[NTG-context] Asciidoc --> ConTeXt for presentations

Saša Janiška gour at atmarama.com
Fri Oct 14 19:50:51 CEST 2016

Hans Hagen <pragma at wxs.nl> writes:

> Before we started with context we uses ascii based markup (i still
> have printouts of the code used for pagination, figure placement, tocs
> around somewhere) ...

That’s very interesting…

> but as the input becomes more complex it makes no sense any more to
> use such formats and tex (or nowadays xml) starts looking clean and
> simple in comparison

Hmmm…do you use XML as *source* authoring format?

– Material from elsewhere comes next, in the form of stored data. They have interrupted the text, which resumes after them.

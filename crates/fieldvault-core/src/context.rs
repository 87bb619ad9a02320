/// Tool context provided during tool execution
///
/// Carries the per-invocation identity the host assigned to this trigger.
/// Argument values travel separately, as the payload passed to
/// [`crate::Tool::execute`].
pub trait ToolContext: Send + Sync {
    /// Returns a unique ID for this invocation
    fn invocation_id(&self) -> &str;

    /// Returns the name the tool was invoked under
    fn tool_name(&self) -> &str;
}
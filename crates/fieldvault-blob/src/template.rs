//! Blob path templates interpolated from request arguments

use crate::{BlobError, Result};
use serde_json::{Map, Value};

/// A blob path template with `{placeholder}` segments filled in from the
/// request argument mapping, e.g. `snippets/{snippetname}.json`.
///
/// The invocation host computes storage paths this way for every bound
/// tool: placeholder names refer to argument fields by exact name.
#[derive(Debug, Clone)]
pub struct BlobTemplate {
    template: String,
}

impl BlobTemplate {
    pub fn new(template: impl Into<String>) -> Self {
        Self {
            template: template.into(),
        }
    }

    /// Resolve the template against an argument mapping.
    ///
    /// A placeholder whose argument is missing, empty, or not a renderable
    /// scalar leaves the blob unaddressable; that is a storage-layer
    /// failure, not a tool reply.
    pub fn resolve(&self, args: &Map<String, Value>) -> Result<String> {
        let mut path = String::with_capacity(self.template.len());
        let mut rest = self.template.as_str();

        while let Some(start) = rest.find('{') {
            path.push_str(&rest[..start]);
            let after = &rest[start + 1..];
            let end = after
                .find('}')
                .ok_or_else(|| BlobError::InvalidPath(self.template.clone()))?;

            let key = &after[..end];
            let value = args.get(key).map(render_value).unwrap_or_default();
            if value.is_empty() {
                return Err(BlobError::UnresolvedPlaceholder(key.to_string()));
            }

            path.push_str(&value);
            rest = &after[end + 1..];
        }

        path.push_str(rest);
        Ok(path)
    }

    pub fn as_str(&self) -> &str {
        &self.template
    }
}

/// Render a scalar argument value into a path segment
fn render_value(value: &Value) -> String {
    match value {
        Value::String(s) => s.clone(),
        Value::Number(n) => n.to_string(),
        Value::Bool(b) => b.to_string(),
        _ => String::new(),
    }
}

#[cfg(test)]
mod tests {
    use super::*;
    use serde_json::json;

    fn args(value: Value) -> Map<String, Value> {
        value.as_object().cloned().unwrap()
    }

    #[test]
    fn test_resolve_single_placeholder() {
        let template = BlobTemplate::new("snippets/{snippetname}.json");
        let path = template
            .resolve(&args(json!({"snippetname": "greeting"})))
            .unwrap();

        assert_eq!(path, "snippets/greeting.json");
    }

    #[test]
    fn test_resolve_multiple_placeholders() {
        let template = BlobTemplate::new("simple-sensor-data/{timestamp}-{sensor_id}.json");
        let path = template
            .resolve(&args(
                json!({"timestamp": "2026-01-01", "sensor_id": "s1", "value": 20.5}),
            ))
            .unwrap();

        assert_eq!(path, "simple-sensor-data/2026-01-01-s1.json");
    }

    #[test]
    fn test_numbers_render_as_path_segments() {
        let template = BlobTemplate::new("simple-sensor-data/{timestamp}-{sensor_id}.json");
        let path = template
            .resolve(&args(json!({"timestamp": 1767225600, "sensor_id": "s1"})))
            .unwrap();

        assert_eq!(path, "simple-sensor-data/1767225600-s1.json");
    }

    #[test]
    fn test_missing_placeholder_value_is_an_error() {
        let template = BlobTemplate::new("snippets/{snippetname}.json");

        let result = template.resolve(&args(json!({"other": "x"})));
        assert!(matches!(
            result,
            Err(BlobError::UnresolvedPlaceholder(ref key)) if key == "snippetname"
        ));
    }

    #[test]
    fn test_empty_placeholder_value_is_an_error() {
        let template = BlobTemplate::new("snippets/{snippetname}.json");

        let result = template.resolve(&args(json!({"snippetname": ""})));
        assert!(matches!(result, Err(BlobError::UnresolvedPlaceholder(_))));
    }

    #[test]
    fn test_composite_values_do_not_render() {
        let template = BlobTemplate::new("snippets/{snippetname}.json");

        let result = template.resolve(&args(json!({"snippetname": {"nested": true}})));
        assert!(matches!(result, Err(BlobError::UnresolvedPlaceholder(_))));
    }

    #[test]
    fn test_unterminated_placeholder_is_invalid() {
        let template = BlobTemplate::new("snippets/{snippetname.json");

        let result = template.resolve(&args(json!({"snippetname": "a"})));
        assert!(matches!(result, Err(BlobError::InvalidPath(_))));
    }

    #[test]
    fn test_template_without_placeholders() {
        let template = BlobTemplate::new("snippets/static.json");
        let path = template.resolve(&Map::new()).unwrap();

        assert_eq!(path, "snippets/static.json");
    }
}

I did try to play with
some XML editors in the past and a bit with XSL stylesheets, but never
found it as pleasnt experience, so I’m really curios to know more about
your XML format usage?

> where
> \startglossary[reference=terms,title={List of Terms}]
> is not that more coding. Anyway, using some asciidoc (should be utfdoc
> i guess) converted to some kind of xml is probably the easiest to deal
> with.

I must admit that in one sense ConTeXt (TeX) is a clear winner. After I
did two books using LyX/LaTeX I am simply spoiled with TeX’s typestting
quality and cannot easily settle for less. Moreover, ConTeXt is
certainly superior to LaTeX (despite of possible lack of more docs), so
on one hand I can imagine that producing one presentation every two week
would probably (hopefully) make me quite skillful in using ConTeXt (maybe
even MetaPost/MetFun), at least, presentation-wise[1]…iow. the more I’d use
ConText, the possibly initial (steeper) learning curve will pay off in
the long term.

Let me say that few days ago I stumbled upon interesting thread
(http://lists.gnu.org/archive/html/auctex/2016-09/msg00001.html) on the
AUCTeX mailing list disccussing about possibility to improve general
user experince when writing ConTeXt using that Emacs package…Here is one
message which can be interesting not only for Hans:



[1]  Btw, are special presentation effects (animation, transitions etc.)
available for non-Acrobat-reader PDF viewers?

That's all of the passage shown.